In the entries that follow, how many lines contain "over"? Please reply with only the number.

DATA below:

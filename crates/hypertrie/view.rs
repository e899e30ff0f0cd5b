use std::fmt;

use crate::allocator::NodeAllocator;
use crate::diagonal::HashDiagonal;
use crate::error::HypertrieError;
use crate::identifier::Identifier;
use crate::iter::Iter;
use crate::key::{Entry, KeyPart, KeyPositions, RawKey, SliceKey, check_key_length};
use crate::node::{NodeContainer, NodeView};
use crate::storage::NodeStorage;
use crate::value::Value;

/// Read-only view of a hypertrie or of a sub-hypertrie within node storage.
///
/// Views borrow the storage, so they stay valid exactly as long as no update
/// can run.
pub struct HypertrieRef<'a, V: Value, A: NodeAllocator> {
    storage: &'a NodeStorage<V, A>,
    depth: usize,
    node: NodeView<'a, V>,
}

/// Outcome of slicing: a value when every position was fixed, otherwise the
/// sub-hypertrie over the free positions.
pub enum SliceResult<'a, V: Value, A: NodeAllocator> {
    Value(V),
    Trie(HypertrieRef<'a, V, A>),
}

impl<'a, V: Value, A: NodeAllocator> HypertrieRef<'a, V, A> {
    pub(crate) fn new(storage: &'a NodeStorage<V, A>, depth: usize, node: NodeView<'a, V>) -> Self {
        Self {
            storage,
            depth,
            node,
        }
    }

    pub(crate) fn of_container(
        storage: &'a NodeStorage<V, A>,
        container: &NodeContainer<V>,
    ) -> Self {
        Self::new(
            storage,
            container.depth,
            storage.resolve(container.depth, &container.node),
        )
    }

    pub fn depth(&self) -> usize {
        self.depth
    }

    pub fn size(&self) -> usize {
        self.node.size()
    }

    pub fn is_empty(&self) -> bool {
        self.node.is_empty()
    }

    /// Content hash of the viewed entries. Equal contents hash equally.
    pub fn hash(&self) -> Identifier {
        self.node.identifier()
    }

    pub fn node(&self) -> &NodeView<'a, V> {
        &self.node
    }

    pub fn get(&self, key: &[KeyPart]) -> Result<V, HypertrieError> {
        check_key_length(key, self.depth)?;
        Ok(get_value(self.storage, self.depth, self.node.clone(), key))
    }

    pub fn contains(&self, key: &[KeyPart]) -> Result<bool, HypertrieError> {
        Ok(!self.get(key)?.is_empty())
    }

    /// Fixes the positions set in `slice_key` and returns what is left.
    ///
    /// The fixed position with the fewest distinct key parts is resolved
    /// first at every node, which keeps the number of visited nodes low.
    pub fn slice(
        &self,
        slice_key: &[Option<KeyPart>],
    ) -> Result<SliceResult<'a, V, A>, HypertrieError> {
        if slice_key.len() != self.depth {
            return Err(HypertrieError::WrongSliceKeyLength {
                expected: self.depth,
                actual: slice_key.len(),
            });
        }
        let fixed = slice_key.iter().flatten().count();
        if fixed == self.depth {
            let key: RawKey = slice_key.iter().flatten().copied().collect();
            return Ok(SliceResult::Value(get_value(
                self.storage,
                self.depth,
                self.node.clone(),
                &key,
            )));
        }
        let result_depth = self.depth - fixed;
        let node = slice_view(self.storage, self.depth, self.node.clone(), slice_key);
        Ok(SliceResult::Trie(Self::new(self.storage, result_depth, node)))
    }

    /// Iterates the key parts shared by `positions`, see [`HashDiagonal`].
    pub fn diagonal(&self, positions: &[usize]) -> Result<HashDiagonal<'a, V, A>, HypertrieError> {
        let positions = KeyPositions::new(positions, self.depth)?;
        Ok(HashDiagonal::new(self.storage, self.depth, self.node.clone(), positions))
    }

    pub fn iter(&self) -> Iter<'a, V, A> {
        Iter::new(self.storage, self.depth, self.node.clone())
    }

    pub fn to_entries(&self) -> Vec<Entry<V>> {
        self.iter().collect()
    }
}

impl<V: Value, A: NodeAllocator> Clone for HypertrieRef<'_, V, A> {
    fn clone(&self) -> Self {
        Self {
            storage: self.storage,
            depth: self.depth,
            node: self.node.clone(),
        }
    }
}

impl<V: Value, A: NodeAllocator> fmt::Debug for HypertrieRef<'_, V, A> {
    fn fmt(&self, f: &mut fmt::Formatter<'_>) -> fmt::Result {
        f.debug_struct("HypertrieRef")
            .field("depth", &self.depth)
            .field("size", &self.size())
            .field("hash", &self.hash())
            .finish()
    }
}

impl<'a, V: Value, A: NodeAllocator> IntoIterator for &HypertrieRef<'a, V, A> {
    type Item = Entry<V>;
    type IntoIter = Iter<'a, V, A>;

    fn into_iter(self) -> Self::IntoIter {
        self.iter()
    }
}

impl<V: Value, A: NodeAllocator> SliceResult<'_, V, A> {
    /// The value of a fully fixed slice, empty for a sub-hypertrie.
    pub fn value(&self) -> V {
        match self {
            SliceResult::Value(value) => *value,
            SliceResult::Trie(_) => V::default(),
        }
    }
}

impl<'a, V: Value, A: NodeAllocator> SliceResult<'a, V, A> {
    pub fn into_trie(self) -> Option<HypertrieRef<'a, V, A>> {
        match self {
            SliceResult::Value(_) => None,
            SliceResult::Trie(trie) => Some(trie),
        }
    }
}

impl<V: Value, A: NodeAllocator> fmt::Debug for SliceResult<'_, V, A> {
    fn fmt(&self, f: &mut fmt::Formatter<'_>) -> fmt::Result {
        match self {
            SliceResult::Value(value) => f.debug_tuple("Value").field(value).finish(),
            SliceResult::Trie(trie) => f.debug_tuple("Trie").field(trie).finish(),
        }
    }
}

/// Point lookup, descending along the position with the fewest key parts.
pub(crate) fn get_value<'a, V: Value, A: NodeAllocator>(
    storage: &'a NodeStorage<V, A>,
    depth: usize,
    node: NodeView<'a, V>,
    key: &[KeyPart],
) -> V {
    let mut key = RawKey::from_slice(key);
    let mut depth = depth;
    let mut node = node;
    loop {
        match node {
            NodeView::Empty => return V::default(),
            NodeView::Inline(key_part, value) => {
                return if key[0] == key_part {
                    value
                } else {
                    V::default()
                };
            }
            NodeView::Compressed(entry) => {
                return if entry.key == key {
                    entry.value
                } else {
                    V::default()
                };
            }
            NodeView::Full(_, full) => {
                if depth == 1 {
                    return full.value(key[0]).unwrap_or_default();
                }
                let pos = full.min_card_pos();
                let Some(child) = full.child(pos, key[pos]) else {
                    return V::default();
                };
                key.remove(pos);
                depth -= 1;
                node = storage.resolve(depth, &child);
            }
        }
    }
}

/// Sub-hypertrie of `node` over the free positions of `slice_key`, which has
/// at least one fixed and one free position.
fn slice_view<'a, V: Value, A: NodeAllocator>(
    storage: &'a NodeStorage<V, A>,
    depth: usize,
    node: NodeView<'a, V>,
    slice_key: &[Option<KeyPart>],
) -> NodeView<'a, V> {
    let mut slice_key = SliceKey::from_slice(slice_key);
    let mut depth = depth;
    let mut node = node;
    loop {
        match &node {
            NodeView::Empty => return NodeView::Empty,
            NodeView::Inline(..) | NodeView::Compressed(_) => {
                let Some(entry) = node.single_entry() else {
                    return NodeView::Empty;
                };
                let matches = slice_key
                    .iter()
                    .zip(&entry.key)
                    .all(|(fixed, key_part)| fixed.is_none_or(|fixed| fixed == *key_part));
                if !matches {
                    return NodeView::Empty;
                }
                let key: RawKey = slice_key
                    .iter()
                    .zip(&entry.key)
                    .filter(|(fixed, _)| fixed.is_none())
                    .map(|(_, key_part)| *key_part)
                    .collect();
                return NodeView::from_entry(Entry {
                    key,
                    value: entry.value,
                });
            }
            NodeView::Full(_, full) => {
                let fixed = (0..depth)
                    .filter_map(|pos| slice_key[pos].map(|key_part| (pos, key_part)))
                    .min_by_key(|(pos, _)| full.cardinality(*pos));
                let Some((pos, key_part)) = fixed else {
                    return node;
                };
                let Some(child) = full.child(pos, key_part) else {
                    return NodeView::Empty;
                };
                slice_key.remove(pos);
                depth -= 1;
                node = storage.resolve(depth, &child);
            }
        }
    }
}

End of DATA.

- [RESULT FOR THIS TASK]
2